"Interactive art that tickles the senses and moves the creative spirit." —juror Michael Potts
"This project takes interactive storytelling in a new and offbeat direction. Sometimes it's great to just do things for art." —juror Keith Butters
Overview: This film for computers, directed by Vincent Morisset, takes an innovative approach to narrative. It explores human communication and addresses the challenges of storytelling in the digital age. Viewers make the story possible; without them, the characters remain inert, waiting for the next interaction. Translated in nine languages, each of the six chapters in the story depicts a different aspect of communication, such as learning a language, making small talk or expressing emotion and stands apart in its emphasis on achieving an emotional response in the active viewer.
• From the first synopsis to the online launch the project took almost two years to complete; extensive time was spent experimenting and defining a grammar for the non-linear format.
• The target audience speaks any language, is between 4- and 100-years-old and knows how to click with a mouse. To date 125,933 persons have played with it.
• BLA BLA consists of 702 sound clips and 35,000 lines of code and incorporates xerography, drawing on paper, ActionScript-generated animation, puppet stop-motion and 3-D mapping.

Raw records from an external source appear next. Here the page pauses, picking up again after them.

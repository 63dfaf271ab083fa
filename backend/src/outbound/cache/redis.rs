//! Redis-backed roster cache.

use std::sync::Arc;
use std::time::Duration;

use async_trait::async_trait;
use bb8_redis::RedisConnectionManager;
use bb8_redis::bb8::Pool;
use bb8_redis::redis::{self, AsyncCommands};
use chrono::{DateTime, Utc};
use mockable::Clock;
use rand::Rng;
use sha2::{Digest, Sha256};
use tracing::debug;

use crate::domain::OnCallRoster;
use crate::domain::ports::{CacheEntry, CacheKey, RosterCache, RosterCacheError};

const KEY_PREFIX: &str = "oncall:v1:";

/// Share of the TTL that jitter may shave off, in percent.
const MAX_JITTER_PERCENT: u64 = 10;

/// Connection settings for [`RedisRosterCache`].
#[derive(Debug, Clone)]
pub struct RedisCacheConfig {
    redis_url: String,
    max_size: u32,
    connection_timeout: Duration,
}

impl RedisCacheConfig {
    /// Defaults to 8 pooled connections and a 2 second checkout timeout.
    pub fn new(redis_url: impl Into<String>) -> Self {
        Self {
            redis_url: redis_url.into(),
            max_size: 8,
            connection_timeout: Duration::from_secs(2),
        }
    }

    /// Override the pool size.
    pub fn with_max_size(mut self, max_size: u32) -> Self {
        self.max_size = max_size;
        self
    }

    /// Override how long a checkout may wait.
    pub fn with_connection_timeout(mut self, timeout: Duration) -> Self {
        self.connection_timeout = timeout;
        self
    }
}

/// Storage key for `key`: `oncall:v1:<sha256 hex>`.
///
/// Hashing keeps arbitrary roster names within Redis key conventions, and the
/// version segment lets a payload format change abandon old entries.
///
/// # Examples
/// ```
/// use library_api::domain::ports::CacheKey;
/// use library_api::outbound::cache::namespaced_key;
///
/// let key = CacheKey::new("oncall").expect("valid key");
/// assert!(namespaced_key(&key).starts_with("oncall:v1:"));
/// assert_eq!(namespaced_key(&key).len(), "oncall:v1:".len() + 64);
/// ```
pub fn namespaced_key(key: &CacheKey) -> String {
    let digest = Sha256::digest(key.as_str().as_bytes());
    format!("{KEY_PREFIX}{}", hex::encode(digest))
}

/// Shorten `ttl` by a random amount of at most a tenth of it.
///
/// Spreading expiries stops every primed key from lapsing in the same
/// instant. The result never exceeds `ttl`.
pub fn jittered_ttl(ttl: Duration, rng: &mut impl Rng) -> Duration {
    let ttl_ms = u64::try_from(ttl.as_millis()).unwrap_or(u64::MAX);
    let max_jitter = ttl_ms / 100 * MAX_JITTER_PERCENT;
    if max_jitter == 0 {
        return ttl;
    }
    ttl - Duration::from_millis(rng.gen_range(0..=max_jitter))
}

fn expiry_seconds(ttl: Duration) -> u64 {
    ttl.as_secs().max(1)
}

fn encode_entry(entry: &CacheEntry) -> Result<String, RosterCacheError> {
    serde_json::to_string(entry).map_err(|err| RosterCacheError::serialization(err.to_string()))
}

fn decode_entry(
    key: &CacheKey,
    payload: &str,
    now: DateTime<Utc>,
) -> Result<Option<OnCallRoster>, RosterCacheError> {
    let entry: CacheEntry = serde_json::from_str(payload)
        .map_err(|err| RosterCacheError::serialization(err.to_string()))?;
    if &entry.key != key {
        return Err(RosterCacheError::serialization(format!(
            "entry stored for {} found under {key}",
            entry.key
        )));
    }
    Ok(entry.into_live_roster(now))
}

fn backend_error(err: impl std::fmt::Display) -> RosterCacheError {
    RosterCacheError::backend(err.to_string())
}

/// [`RosterCache`] backed by Redis.
#[derive(Clone)]
pub struct RedisRosterCache {
    pool: Pool<RedisConnectionManager>,
    clock: Arc<dyn Clock>,
}

impl RedisRosterCache {
    /// Build the connection pool.
    ///
    /// Connections are established lazily, so an unreachable server does not
    /// fail start-up; the facade then degrades to the source.
    ///
    /// # Errors
    ///
    /// Returns `RosterCacheError::Backend` when the URL cannot be parsed.
    pub async fn connect(
        config: RedisCacheConfig,
        clock: Arc<dyn Clock>,
    ) -> Result<Self, RosterCacheError> {
        let manager = RedisConnectionManager::new(config.redis_url.as_str()).map_err(backend_error)?;
        let pool = Pool::builder()
            .max_size(config.max_size)
            .connection_timeout(config.connection_timeout)
            .build_unchecked(manager);
        Ok(Self { pool, clock })
    }
}

#[async_trait]
impl RosterCache for RedisRosterCache {
    async fn get(&self, key: &CacheKey) -> Result<Option<OnCallRoster>, RosterCacheError> {
        let mut conn = self.pool.get().await.map_err(backend_error)?;
        let payload: Option<String> = conn
            .get(namespaced_key(key))
            .await
            .map_err(backend_error)?;
        match payload {
            Some(payload) => decode_entry(key, &payload, self.clock.utc()),
            None => Ok(None),
        }
    }

    async fn set(
        &self,
        key: &CacheKey,
        roster: &OnCallRoster,
        ttl: Duration,
    ) -> Result<(), RosterCacheError> {
        let ttl = jittered_ttl(ttl, &mut rand::thread_rng());
        let entry = CacheEntry::new(key.clone(), roster.clone(), self.clock.utc(), ttl);
        let payload = encode_entry(&entry)?;
        let mut conn = self.pool.get().await.map_err(backend_error)?;
        redis::cmd("SET")
            .arg(namespaced_key(key))
            .arg(payload)
            .arg("EX")
            .arg(expiry_seconds(ttl))
            .query_async::<()>(&mut *conn)
            .await
            .map_err(backend_error)?;
        debug!(%key, ttl_secs = expiry_seconds(ttl), "stored roster in redis");
        Ok(())
    }

    async fn invalidate(&self, key: &CacheKey) -> Result<(), RosterCacheError> {
        let mut conn = self.pool.get().await.map_err(backend_error)?;
        conn.del::<_, ()>(namespaced_key(key))
            .await
            .map_err(backend_error)
    }
}
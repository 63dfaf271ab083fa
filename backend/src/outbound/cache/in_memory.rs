//! Process-local roster cache.

use std::collections::HashMap;
use std::sync::{Arc, PoisonError, RwLock};
use std::time::Duration;

use async_trait::async_trait;
use mockable::Clock;

use crate::domain::OnCallRoster;
use crate::domain::ports::{CacheEntry, CacheKey, RosterCache, RosterCacheError};

fn poisoned() -> RosterCacheError {
    RosterCacheError::backend("in-memory roster cache lock poisoned")
}

/// [`RosterCache`] holding entries in a `RwLock<HashMap>`.
///
/// Expired entries are dropped lazily on the next read of their key.
#[derive(Clone)]
pub struct InMemoryRosterCache {
    entries: Arc<RwLock<HashMap<CacheKey, CacheEntry>>>,
    clock: Arc<dyn Clock>,
}

impl InMemoryRosterCache {
    /// Empty cache judging expiry by `clock`.
    pub fn new(clock: Arc<dyn Clock>) -> Self {
        Self {
            entries: Arc::new(RwLock::new(HashMap::new())),
            clock,
        }
    }

    /// Number of stored entries, expired or not.
    pub fn len(&self) -> usize {
        self.entries
            .read()
            .unwrap_or_else(PoisonError::into_inner)
            .len()
    }

    /// `true` when nothing is stored.
    pub fn is_empty(&self) -> bool {
        self.len() == 0
    }
}

#[async_trait]
impl RosterCache for InMemoryRosterCache {
    async fn get(&self, key: &CacheKey) -> Result<Option<OnCallRoster>, RosterCacheError> {
        let now = self.clock.utc();
        let live = {
            let entries = self.entries.read().map_err(|_| poisoned())?;
            match entries.get(key) {
                None => return Ok(None),
                Some(entry) if entry.is_expired(now) => None,
                Some(entry) => Some(entry.roster.clone()),
            }
        };
        if live.is_none() {
            let mut entries = self.entries.write().map_err(|_| poisoned())?;
            if entries.get(key).is_some_and(|entry| entry.is_expired(now)) {
                entries.remove(key);
            }
        }
        Ok(live)
    }

    async fn set(
        &self,
        key: &CacheKey,
        roster: &OnCallRoster,
        ttl: Duration,
    ) -> Result<(), RosterCacheError> {
        let entry = CacheEntry::new(key.clone(), roster.clone(), self.clock.utc(), ttl);
        self.entries
            .write()
            .map_err(|_| poisoned())?
            .insert(key.clone(), entry);
        Ok(())
    }

    async fn invalidate(&self, key: &CacheKey) -> Result<(), RosterCacheError> {
        self.entries.write().map_err(|_| poisoned())?.remove(key);
        Ok(())
    }
}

Comments by Vincent Morisset:
How did this project compare with others you've worked on in the past? "We wrote and created BLA BLA based on universal stuff: the social nature of humans, our fear of the unknown, the desire to be in control and feel free and, paradoxically, the love of being taken by the hand. A reflection on storytelling within this medium, it's structured in chapters with a linear progression and an invisible interface. It was concepted and designed so people from different backgrounds could enjoy the experience—from a five-year-old kid, to a total geek, to my mother. The spectator clicks, plays and searches through the simple, uncluttered scenes, truly driving the experience...there's no quest, no villains, no points."
How did time constraints affect your final solution? "It's really rare that we're given the luxury to take our time developing a web project. For the first time, I was able to reflect in depth on the challenges of interactive storytelling. BLA BLA is the result of that experiment. The entire process was trial-and-error. We can innovate much more with smaller teams and more time, than we can when we compress the creative process with a bigger structure."